At least twenty states [1] and the Federal government [2] have passed various versions of what has come to be called "sexual predator" legislation.  These laws provide for indefinite involuntary commitment of people who have committed serious sex offenses to mental health treatment facilities after they complete prison terms. At least 5,000 persons are currently confined under these laws.[3] The impetus for this legislation was the repeal of the indeterminate sentencing laws under which people who had committed serious sex offenses previously were confined in prison until prison officials were satisfied that they were no longer dangerous and the highly publicized accounts of a number of people who, upon release from prison for sex crimes, committed additional heinous crimes, in some cases against children. The United States Supreme Court narrowly approved sexual predator laws in a 1997 decision, Kansas v. Hendricks, 521 U.S. 346 (1997).

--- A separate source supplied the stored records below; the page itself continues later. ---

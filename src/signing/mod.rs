//! APK signature metadata: the APK Signing Block and v1 `META-INF` signature files.
//!
//! Everything here is structural. Certificates come out as raw DER bytes; checking them (and
//! the signatures that reference them) is left to a cryptographic collaborator.
//!
//! - [`block`]: finding the signing block before the central directory and splitting it into
//!   ID-value pairs
//! - [`scheme`]: walking v2/v3 payloads down to signers and their certificates
//! - [`pkcs7`]: walking a v1 signature block file down to its certificate set

pub mod block;
pub mod pkcs7;
pub mod scheme;

use std::borrow::Cow;
use std::collections::HashSet;

use tracing::warn;

use crate::error::ApkError;
use crate::zip::CentralDirectoryEntry;

pub use block::{PairId, SigningBlock, SigningBlockPair};
pub use scheme::{SchemeVersion, SignatureAlgorithm, SignerRecord};

/// Where a certificate was found.
#[derive(Debug, Clone, Copy, PartialEq, Eq)]
pub enum CertificateSource {
    SigningBlockV2,
    SigningBlockV3,
    LegacySignatureFile,
}

/// A DER-encoded certificate, opaque to this crate.
///
/// Signing block certificates borrow from the APK buffer. Certificates of v1 signature files are
/// owned, since they come out of a decoded container.
#[derive(Debug, Clone, PartialEq, Eq)]
pub struct CertificateRecord<'a> {
    pub bytes: Cow<'a, [u8]>,
    pub source: CertificateSource,
    /// Archive member the certificate came from, for legacy signature files.
    pub origin: Option<String>,
}

/// All certificates of an APK, plus whatever went wrong while collecting them.
///
/// A failure in one source never hides the certificates of another.
#[derive(Debug, Default)]
pub struct CertificateSet<'a> {
    pub records: Vec<CertificateRecord<'a>>,
    pub issues: Vec<ApkError>,
}

impl<'a> CertificateSet<'a> {
    pub fn is_empty(&self) -> bool {
        self.records.is_empty()
    }

    pub fn from_source(
        &self,
        source: CertificateSource,
    ) -> impl Iterator<Item = &CertificateRecord<'a>> {
        self.records
            .iter()
            .filter(move |record| record.source == source)
    }

    /// Collect v2 then v3 certificates from a signing block, signers and certificates in
    /// declared order.
    pub(crate) fn add_signing_block(&mut self, block: &SigningBlock<'a>) {
        let schemes = [
            (
                block::SIGNATURE_SCHEME_V2_BLOCK_ID,
                SchemeVersion::V2,
                CertificateSource::SigningBlockV2,
            ),
            (
                block::SIGNATURE_SCHEME_V3_BLOCK_ID,
                SchemeVersion::V3,
                CertificateSource::SigningBlockV3,
            ),
        ];

        for (id, version, source) in schemes {
            let Some(pair) = block.find(id) else {
                continue;
            };
            match scheme::parse_signers(version, pair.value) {
                Ok(signers) => {
                    self.records.extend(signers.iter().flat_map(|signer| {
                        signer.certificates.iter().map(move |der| CertificateRecord {
                            bytes: Cow::Borrowed(*der),
                            source,
                            origin: None,
                        })
                    }));
                }
                Err(err) => {
                    warn!(%err, "skipping signature scheme payload");
                    self.issues.push(err);
                }
            }
        }
    }

    /// Collect certificates of one v1 signature block file.
    pub(crate) fn add_legacy(&mut self, name: &str, data: &[u8]) {
        match pkcs7::certificates_from_signature_block(name, data) {
            Ok(certificates) => {
                self.records
                    .extend(certificates.into_iter().map(|der| CertificateRecord {
                        bytes: Cow::Owned(der),
                        source: CertificateSource::LegacySignatureFile,
                        origin: Some(name.to_string()),
                    }));
            }
            Err(err) => self.add_issue(err),
        }
    }

    pub(crate) fn add_issue(&mut self, err: ApkError) {
        warn!(%err, "skipping signature file");
        self.issues.push(err);
    }
}

/// Extensions of v1 signature block files.
const SIGNATURE_BLOCK_EXTENSIONS: [&[u8]; 3] = [b".RSA", b".DSA", b".EC"];

const META_INF: &[u8] = b"META-INF/";

/// Whether `name` is a `META-INF/<stem>.RSA|DSA|EC` signature block file.
pub fn is_signature_block_file(name: &[u8]) -> bool {
    name.strip_prefix(META_INF).is_some_and(|rest| {
        !rest.contains(&b'/')
            && SIGNATURE_BLOCK_EXTENSIONS
                .iter()
                .any(|ext| rest.len() > ext.len() && rest.ends_with(ext))
    })
}

/// A v1 signature block file and the `.SF` file it signs.
#[derive(Debug, Clone, PartialEq, Eq)]
pub struct V1SignatureArtifacts {
    /// `META-INF/<stem>.SF`, if the archive has it.
    pub signature_file: Option<String>,
    /// `META-INF/<stem>.RSA`, `.DSA` or `.EC`.
    pub block_file: String,
}

/// Pair every signature block file with its same-stem `.SF` file.
///
/// Names are listed once each, in order of first appearance in the central directory.
pub fn v1_signature_artifacts(entries: &[CentralDirectoryEntry<'_>]) -> Vec<V1SignatureArtifacts> {
    let names: HashSet<&[u8]> = entries.iter().map(|entry| entry.file_name).collect();

    signature_block_names(entries)
        .into_iter()
        .map(|block| {
            let stem_end = block.iter().rposition(|b| *b == b'.').unwrap_or(block.len());
            let mut sf = block[..stem_end].to_vec();
            sf.extend_from_slice(b".SF");
            let signature_file = names
                .contains(sf.as_slice())
                .then(|| String::from_utf8_lossy(&sf).into_owned());

            V1SignatureArtifacts {
                signature_file,
                block_file: String::from_utf8_lossy(block).into_owned(),
            }
        })
        .collect()
}

/// Distinct signature block file names, in order of first appearance.
pub(crate) fn signature_block_names<'a>(entries: &[CentralDirectoryEntry<'a>]) -> Vec<&'a [u8]> {
    let mut seen = HashSet::new();
    entries
        .iter()
        .map(|entry| entry.file_name)
        .filter(|name| is_signature_block_file(name) && seen.insert(*name))
        .collect()
}
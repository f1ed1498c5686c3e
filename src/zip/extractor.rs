use std::borrow::Cow;
use std::io::Read;

use flate2::read::DeflateDecoder;
use tracing::{debug, warn};

use crate::cursor::ByteCursor;
use crate::error::{ApkError, Result};

use super::structures::{
    CentralDirectoryEntry, CompressionMethod, FLAG_DATA_DESCRIPTOR, LocalFileHeader,
    ZIP64_MARKER_U32,
};

/// Upper bound on the buffer reserved up front for an inflated member.
const MAX_PREALLOCATION: u64 = 16 * 1024 * 1024;

/// Limits and checks applied when extracting members.
#[derive(Debug, Clone)]
pub struct ExtractOptions {
    /// Compare the CRC-32 of the extracted bytes with the central directory.
    pub verify_crc: bool,
    /// Bytes an inflated member may produce beyond its declared uncompressed size.
    pub inflate_slack: u64,
    /// Absolute ceiling on the uncompressed size of any single member.
    pub max_entry_size: Option<u64>,
}

impl Default for ExtractOptions {
    fn default() -> Self {
        Self {
            verify_crc: true,
            inflate_slack: 0,
            max_entry_size: Some(512 * 1024 * 1024),
        }
    }
}

impl ExtractOptions {
    pub fn with_verify_crc(mut self, verify_crc: bool) -> Self {
        self.verify_crc = verify_crc;
        self
    }

    pub fn with_inflate_slack(mut self, slack: u64) -> Self {
        self.inflate_slack = slack;
        self
    }

    pub fn with_max_entry_size(mut self, max: Option<u64>) -> Self {
        self.max_entry_size = max;
        self
    }
}

/// ZIP member extractor over an in-memory archive.
pub struct ZipExtractor<'a> {
    cursor: ByteCursor<'a>,
    options: ExtractOptions,
}

impl<'a> ZipExtractor<'a> {
    pub fn new(data: &'a [u8], options: ExtractOptions) -> Self {
        Self {
            cursor: ByteCursor::new(data),
            options,
        }
    }

    pub fn options(&self) -> &ExtractOptions {
        &self.options
    }

    /// Get the offset of the member data for an entry.
    ///
    /// Reads the Local File Header and checks it against the central directory record: the file
    /// name must match, and unless a data descriptor follows the data, so must CRC-32 and sizes.
    pub fn data_offset(&self, entry: &CentralDirectoryEntry<'a>) -> Result<u64> {
        let name = entry.name_lossy();
        let header = LocalFileHeader::parse(&self.cursor, entry.local_header_offset).map_err(
            |err| match err {
                ApkError::OutOfBounds { .. } => ApkError::malformed(format!(
                    "local file header of '{name}' at offset {} runs past the end of the archive",
                    entry.local_header_offset
                )),
                other => other,
            },
        )?;

        if header.file_name != entry.file_name {
            return Err(ApkError::malformed(format!(
                "local file header at offset {} names '{}' but the central directory names '{name}'",
                entry.local_header_offset,
                String::from_utf8_lossy(header.file_name)
            )));
        }

        if header.flags & FLAG_DATA_DESCRIPTOR == 0 {
            check_field(&name, "CRC-32", header.crc32, entry.crc32 as u64, false)?;
            check_field(
                &name,
                "compressed size",
                header.compressed_size,
                entry.compressed_size,
                true,
            )?;
            check_field(
                &name,
                "uncompressed size",
                header.uncompressed_size,
                entry.uncompressed_size,
                true,
            )?;
        }

        if header.compression_method != entry.compression_method.as_u16() {
            warn!(
                %name,
                local = header.compression_method,
                central = entry.compression_method.as_u16(),
                "local header compression method differs; using the central directory"
            );
        }

        // Data starts after: LFH (30 bytes) + filename + extra field
        entry
            .local_header_offset
            .checked_add(header.size())
            .ok_or_else(|| ApkError::malformed(format!("data offset of '{name}' overflows")))
    }

    /// The member's bytes exactly as stored in the archive, still compressed.
    pub fn raw_data(&self, entry: &CentralDirectoryEntry<'a>) -> Result<&'a [u8]> {
        let offset = self.data_offset(entry)?;
        self.cursor
            .read_slice(offset, entry.compressed_size)
            .map_err(|_| {
                ApkError::malformed(format!(
                    "data of '{}' ({} bytes at offset {offset}) runs past the end of the archive",
                    entry.name_lossy(),
                    entry.compressed_size
                ))
            })
    }

    /// Extract a member to memory.
    ///
    /// Stored members are borrowed straight from the archive; deflated members are inflated
    /// into a fresh buffer whose size is capped by the declared uncompressed size.
    ///
    /// # Errors
    ///
    /// - [`ApkError::DecompressionBoundsExceeded`] if inflating produces more than allowed.
    /// - [`ApkError::IntegrityMismatch`] if the CRC-32 differs; the bytes ride along in the
    ///   error so the caller can still use them.
    /// - [`ApkError::UnsupportedCompression`] for anything but Stored and Deflated.
    pub fn extract(&self, entry: &CentralDirectoryEntry<'a>) -> Result<Cow<'a, [u8]>> {
        let name = entry.name_lossy();

        if let Some(max) = self.options.max_entry_size {
            if entry.uncompressed_size > max {
                return Err(ApkError::DecompressionBoundsExceeded { name, limit: max });
            }
        }

        let raw = self.raw_data(entry)?;
        let data = match entry.compression_method {
            CompressionMethod::Stored => {
                if entry.compressed_size != entry.uncompressed_size {
                    return Err(ApkError::malformed(format!(
                        "stored entry '{name}' declares {} compressed but {} uncompressed bytes",
                        entry.compressed_size, entry.uncompressed_size
                    )));
                }
                Cow::Borrowed(raw)
            }
            CompressionMethod::Deflated => Cow::Owned(self.inflate(&name, raw, entry)?),
            CompressionMethod::Other(method) => {
                return Err(ApkError::UnsupportedCompression { name, method });
            }
        };

        if self.options.verify_crc {
            let computed = crc32fast::hash(&data);
            if computed != entry.crc32 {
                return Err(ApkError::IntegrityMismatch {
                    name,
                    declared: entry.crc32,
                    computed,
                    data: data.into_owned(),
                });
            }
        }

        debug!(%name, len = data.len(), "extracted entry");
        Ok(data)
    }

    fn inflate(
        &self,
        name: &str,
        raw: &[u8],
        entry: &CentralDirectoryEntry<'a>,
    ) -> Result<Vec<u8>> {
        let mut limit = entry
            .uncompressed_size
            .saturating_add(self.options.inflate_slack);
        if let Some(max) = self.options.max_entry_size {
            limit = limit.min(max);
        }

        let mut out = Vec::with_capacity(entry.uncompressed_size.min(MAX_PREALLOCATION) as usize);
        // One byte past the limit is enough to tell that the stream overflows it.
        DeflateDecoder::new(raw)
            .take(limit.saturating_add(1))
            .read_to_end(&mut out)
            .map_err(|err| {
                ApkError::malformed(format!("corrupt deflate stream in '{name}': {err}"))
            })?;

        let inflated = out.len() as u64;
        if inflated > limit {
            return Err(ApkError::DecompressionBoundsExceeded {
                name: name.to_string(),
                limit,
            });
        }
        if inflated < entry.uncompressed_size {
            return Err(ApkError::malformed(format!(
                "'{name}' inflated to {inflated} bytes but declares {}",
                entry.uncompressed_size
            )));
        }
        if inflated > entry.uncompressed_size {
            warn!(
                %name,
                inflated,
                declared = entry.uncompressed_size,
                "inflated size exceeds the declared size within the allowed slack"
            );
        }

        Ok(out)
    }
}

/// Compare a local header field with its central directory counterpart.
fn check_field(name: &str, what: &str, local: u32, central: u64, zip64: bool) -> Result<()> {
    if zip64 && local == ZIP64_MARKER_U32 {
        return Ok(());
    }
    if local as u64 != central {
        return Err(ApkError::malformed(format!(
            "local header of '{name}' declares {what} {local} but the central directory declares {central}"
        )));
    }
    Ok(())
}

/// Find the entry for `path`, by exact byte comparison.
///
/// When several entries share a name the one latest in the central directory wins, the same
/// precedence standard ZIP readers apply.
pub fn find_by_path<'e, 'a>(
    entries: &'e [CentralDirectoryEntry<'a>],
    path: &[u8],
) -> Option<&'e CentralDirectoryEntry<'a>> {
    entries.iter().rev().find(|entry| entry.file_name == path)
}
//! Byte sources an APK can be loaded from.
//!
//! Parsing always happens on a complete in-memory buffer; these readers only
//! fetch that buffer, from a local file or over HTTP Range requests.

mod http;
mod local;

pub use http::HttpRangeReader;
pub use local::LocalFileReader;

use anyhow::{Result, bail};
use async_trait::async_trait;

/// Size of each positional read while loading a whole source.
const CHUNK_SIZE: usize = 4 * 1024 * 1024;

/// Trait for random access reading from a data source
#[async_trait]
pub trait ReadAt: Send + Sync {
    /// Read data at the specified offset into the buffer
    async fn read_at(&self, offset: u64, buf: &mut [u8]) -> Result<usize>;

    /// Get the total size of the data source
    fn size(&self) -> u64;
}

/// Load an entire source into memory.
///
/// Fails if the source ends before its advertised size.
pub async fn read_fully<R: ReadAt + ?Sized>(reader: &R) -> Result<Vec<u8>> {
    let size = usize::try_from(reader.size())?;
    let mut data = vec![0u8; size];
    let mut filled = 0;

    while filled < size {
        let end = (filled + CHUNK_SIZE).min(size);
        let read = reader.read_at(filled as u64, &mut data[filled..end]).await?;
        if read == 0 {
            bail!("source ended after {filled} of {size} bytes");
        }
        filled += read;
    }

    tracing::debug!(size, "loaded source into memory");
    Ok(data)
}
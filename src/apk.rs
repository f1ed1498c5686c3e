//! The parsed view of one APK.

use std::borrow::Cow;
use std::collections::{BTreeMap, HashMap, HashSet};
use std::sync::OnceLock;

use sha2::{Digest, Sha256};
use tracing::{debug, warn};

use crate::error::{ApkError, Result};
use crate::signing::{
    self, CertificateSet, SchemeVersion, SignerRecord, SigningBlock, SigningBlockPair,
    V1SignatureArtifacts, block, scheme,
};
use crate::zip::{
    CentralDirectoryEntry, EndOfCentralDirectory, ExtractOptions, ZipExtractor, ZipParser,
    find_by_path,
};

/// Path of the binary manifest inside every APK.
pub const ANDROID_MANIFEST: &str = "AndroidManifest.xml";

/// An APK parsed from a caller-owned buffer.
///
/// Built once by [`Apk::open`] and never modified afterwards; extraction only reads. All
/// entries and signing block pairs borrow from the buffer. Certificates are collected the first
/// time [`Apk::certificates`] is called.
pub struct Apk<'a> {
    data: &'a [u8],
    eocd: EndOfCentralDirectory<'a>,
    entries: Vec<CentralDirectoryEntry<'a>>,
    signing_block: Option<SigningBlock<'a>>,
    extractor: ZipExtractor<'a>,
    certificates: OnceLock<CertificateSet<'a>>,
}

impl<'a> Apk<'a> {
    /// Parse the directory structure and signing block of `data`.
    ///
    /// # Errors
    ///
    /// [`ApkError::MalformedArchive`] or [`ApkError::MalformedSigningBlock`] when the index of
    /// the archive cannot be trusted. No partial model is returned.
    pub fn open(data: &'a [u8]) -> Result<Self> {
        Self::open_with(data, ExtractOptions::default())
    }

    pub fn open_with(data: &'a [u8], options: ExtractOptions) -> Result<Self> {
        let parser = ZipParser::new(data);
        let eocd = parser.find_eocd()?;
        let entries = parser.list_entries(&eocd)?;
        let signing_block = block::locate_signing_block(parser.cursor(), eocd.cd_offset)?;

        debug!(
            entries = entries.len(),
            signing_block = signing_block.is_some(),
            "opened APK"
        );

        Ok(Self {
            data,
            eocd,
            entries,
            signing_block,
            extractor: ZipExtractor::new(data, options),
            certificates: OnceLock::new(),
        })
    }

    /// The raw archive bytes.
    pub fn data(&self) -> &'a [u8] {
        self.data
    }

    pub fn end_of_central_directory(&self) -> &EndOfCentralDirectory<'a> {
        &self.eocd
    }

    /// Every central directory entry in on-disk order, duplicates included.
    pub fn entries(&self) -> &[CentralDirectoryEntry<'a>] {
        &self.entries
    }

    /// Entry names in central directory order, with invalid UTF-8 replaced.
    pub fn file_names(&self) -> Vec<String> {
        self.entries.iter().map(|entry| entry.name_lossy()).collect()
    }

    /// The entry for `path`; the last one wins when names repeat.
    pub fn find(&self, path: &[u8]) -> Result<&CentralDirectoryEntry<'a>> {
        find_by_path(&self.entries, path)
            .ok_or_else(|| ApkError::EntryNotFound(String::from_utf8_lossy(path).into_owned()))
    }

    /// Extract a member by its exact name.
    ///
    /// Names are compared as bytes and never treated as filesystem paths; sanitising them
    /// before writing anything to disk is up to the caller.
    pub fn extract(&self, path: &[u8]) -> Result<Cow<'a, [u8]>> {
        let entry = self.find(path)?;
        self.extractor.extract(entry)
    }

    /// Extract a member, keeping the bytes when only the CRC-32 check fails.
    pub fn extract_lenient(&self, path: &[u8]) -> Result<Cow<'a, [u8]>> {
        match self.extract(path) {
            Err(err @ ApkError::IntegrityMismatch { .. }) => {
                warn!(%err, "accepting entry despite CRC-32 mismatch");
                err.into_unverified_bytes().map(Cow::Owned)
            }
            other => other,
        }
    }

    /// Extract a member by UTF-8 path.
    pub fn read(&self, path: &str) -> Result<Cow<'a, [u8]>> {
        self.extract(path.as_bytes())
    }

    /// The still-binary `AndroidManifest.xml`, for a binary XML decoder.
    pub fn manifest_bytes(&self) -> Result<Cow<'a, [u8]>> {
        self.read(ANDROID_MANIFEST)
    }

    pub fn signing_block(&self) -> Option<&SigningBlock<'a>> {
        self.signing_block.as_ref()
    }

    /// The signing block's ID-value pairs, if the APK has a block.
    pub fn signing_block_pairs(&self) -> Option<&[SigningBlockPair<'a>]> {
        self.signing_block.as_ref().map(|block| block.pairs.as_slice())
    }

    /// Signers of a v2 or v3 scheme payload; empty when the block has no such pair.
    pub fn signers(&self, version: SchemeVersion) -> Result<Vec<SignerRecord<'a>>> {
        let id = match version {
            SchemeVersion::V2 => block::SIGNATURE_SCHEME_V2_BLOCK_ID,
            SchemeVersion::V3 => block::SIGNATURE_SCHEME_V3_BLOCK_ID,
        };
        match self.signing_block.as_ref().and_then(|block| block.find(id)) {
            Some(pair) => scheme::parse_signers(version, pair.value),
            None => Ok(Vec::new()),
        }
    }

    /// Certificates from the signing block (v2, then v3) and from v1 signature block files.
    ///
    /// Computed on first use. Sources that fail to parse are listed in
    /// [`CertificateSet::issues`] and do not affect the others.
    pub fn certificates(&self) -> &CertificateSet<'a> {
        self.certificates.get_or_init(|| self.collect_certificates())
    }

    fn collect_certificates(&self) -> CertificateSet<'a> {
        let mut set = CertificateSet::default();

        if let Some(block) = &self.signing_block {
            set.add_signing_block(block);
        }

        for name in signing::signature_block_names(&self.entries) {
            let display = String::from_utf8_lossy(name).into_owned();
            match self.extract(name) {
                Ok(data) => set.add_legacy(&display, &data),
                Err(err) => set.add_issue(err),
            }
        }

        debug!(
            certificates = set.records.len(),
            issues = set.issues.len(),
            "collected certificates"
        );
        set
    }

    /// Every `META-INF` signature block file with its `.SF` file.
    pub fn v1_signature_artifacts(&self) -> Vec<V1SignatureArtifacts> {
        signing::v1_signature_artifacts(&self.entries)
    }

    pub fn is_signed_v1(&self) -> bool {
        !signing::signature_block_names(&self.entries).is_empty()
    }

    pub fn is_signed_v2(&self) -> bool {
        self.signing_block
            .as_ref()
            .is_some_and(|block| block.has(block::SIGNATURE_SCHEME_V2_BLOCK_ID))
    }

    pub fn is_signed_v3(&self) -> bool {
        self.signing_block
            .as_ref()
            .is_some_and(|block| block.has(block::SIGNATURE_SCHEME_V3_BLOCK_ID))
    }

    /// Root-level `classes.dex`, `classes2.dex`, ... in central directory order.
    pub fn dex_names(&self) -> Vec<String> {
        let mut seen = HashSet::new();
        self.entries
            .iter()
            .filter(|entry| is_dex_name(entry.file_name) && seen.insert(entry.file_name))
            .map(|entry| entry.name_lossy())
            .collect()
    }

    /// The main `classes.dex`.
    pub fn dex(&self) -> Result<Cow<'a, [u8]>> {
        self.read("classes.dex")
    }

    /// Every dex file, in the order of [`Apk::dex_names`].
    pub fn all_dex(&self) -> impl Iterator<Item = (String, Result<Cow<'a, [u8]>>)> + '_ {
        self.dex_names().into_iter().map(move |name| {
            let data = self.read(&name);
            (name, data)
        })
    }

    pub fn is_multidex(&self) -> bool {
        self.dex_names().len() > 1
    }

    /// Computed CRC-32 of every member that can be extracted.
    ///
    /// Disagreements with the central directory are logged, not fatal. Members that cannot be
    /// extracted at all are skipped.
    pub fn files_crc32(&self) -> BTreeMap<String, u32> {
        // Later entries replace earlier ones with the same name.
        let latest: HashMap<&[u8], &CentralDirectoryEntry<'a>> = self
            .entries
            .iter()
            .map(|entry| (entry.file_name, entry))
            .collect();

        let mut crcs = BTreeMap::new();
        for entry in &self.entries {
            let name = entry.name_lossy();
            if crcs.contains_key(&name) {
                continue;
            }
            let Some(&latest) = latest.get(entry.file_name) else {
                continue;
            };
            let computed = match self.extractor.extract(latest) {
                Ok(data) => crc32fast::hash(&data),
                Err(ApkError::IntegrityMismatch {
                    declared, computed, ..
                }) => {
                    warn!(
                        %name,
                        "file has different CRC32 after unpacking! declared: {declared:08x}, calculated: {computed:08x}"
                    );
                    computed
                }
                Err(err) => {
                    warn!(%name, %err, "cannot compute CRC-32");
                    continue;
                }
            };
            crcs.insert(name, computed);
        }
        crcs
    }

    /// SHA-256 of the whole archive, hex encoded.
    pub fn sha256(&self) -> String {
        hex::encode(Sha256::digest(self.data))
    }

    /// A stable name for the APK when it came from memory.
    pub fn display_name(&self) -> String {
        format!("raw_apk_sha256:{}", self.sha256())
    }
}

/// `classes.dex` or `classes<N>.dex` at the archive root.
fn is_dex_name(name: &[u8]) -> bool {
    name.strip_prefix(b"classes")
        .and_then(|rest| rest.strip_suffix(b".dex"))
        .is_some_and(|number| number.iter().all(u8::is_ascii_digit))
}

Mental Health America (MHA) believes that these laws do not constitute sound public policy. They focus on punishment rather than treatment, deal with people who often do not have a treatable mental illness, increase stigma, distort civil commitment, risk the safety of other persons in mental health facilities, divert resources from mental health care and inappropriately burden the mental health system with a criminal justice function for which it is not funded or equipped. 

Background

Sexual crimes, especially against children, are an unspeakable tragedy and among the most horrible forms of violence imaginable.  Among the many interests to be served in this complex situation, the protection of children and the prevention of violence are the most important goals. In the case of sexual predators who remain a threat to the community, continued separation from society in the interest of public safety is necessary. However, involuntary commitment of people convicted of sex offenses to mental health treatment facilities after they complete their prison terms is an inappropriate response to this problem.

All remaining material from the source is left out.